● Given information:
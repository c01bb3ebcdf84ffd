use super::*;

#[test]
fn screen_mapping_rescales_by_element_size() {
    let vp = Viewport::new(200.0, 100.0);
    let element = Rect::new(50.0, 20.0, 150.0, 70.0);

    let p = vp.map_from_screen(Point::new(50.0, 20.0), element).unwrap();
    assert_eq!(p, Point::new(0.0, 0.0));

    let p = vp.map_from_screen(Point::new(100.0, 45.0), element).unwrap();
    assert!((p.x - 100.0).abs() < 1e-9);
    assert!((p.y - 50.0).abs() < 1e-9);
}

#[test]
fn screen_mapping_rejects_degenerate_elements() {
    let vp = Viewport::new(200.0, 100.0);
    assert!(
        vp.map_from_screen(Point::new(1.0, 1.0), Rect::new(0.0, 0.0, 0.0, 10.0))
            .is_none()
    );
    assert!(
        vp.map_from_screen(Point::new(1.0, 1.0), Rect::new(0.0, 0.0, 10.0, 0.0))
            .is_none()
    );
}

#[test]
fn fallback_is_the_default() {
    assert_eq!(Viewport::default(), Viewport::FALLBACK);
    assert_eq!(Viewport::FALLBACK.rect().width(), 100.0);
}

● What this task involves: Could you reproduce all the records exactly?

● Answer:
repository c01bb3ebcdf84ffd
use super::*;

#[test]
fn screen_mapping_rescales_by_element_size() {
    let vp = Viewport::new(200.0, 100.0);
    let element = Rect::new(50.0, 20.0, 150.0, 70.0);

    let p = vp.map_from_screen(Point::new(50.0, 20.0), element).unwrap();
    assert_eq!(p, Point::new(0.0, 0.0));

    let p = vp.map_from_screen(Point::new(100.0, 45.0), element).unwrap();
    assert!((p.x - 100.0).abs() < 1e-9);
    assert!((p.y - 50.0).abs() < 1e-9);
}

#[test]
fn screen_mapping_rejects_degenerate_elements() {
    let vp = Viewport::new(200.0, 100.0);
    assert!(
        vp.map_from_screen(Point::new(1.0, 1.0), Rect::new(0.0, 0.0, 0.0, 10.0))
            .is_none()
    );
    assert!(
        vp.map_from_screen(Point::new(1.0, 1.0), Rect::new(0.0, 0.0, 10.0, 0.0))
            .is_none()
    );
}

#[test]
fn fallback_is_the_default() {
    assert_eq!(Viewport::default(), Viewport::FALLBACK);
    assert_eq!(Viewport::FALLBACK.rect().width(), 100.0);
}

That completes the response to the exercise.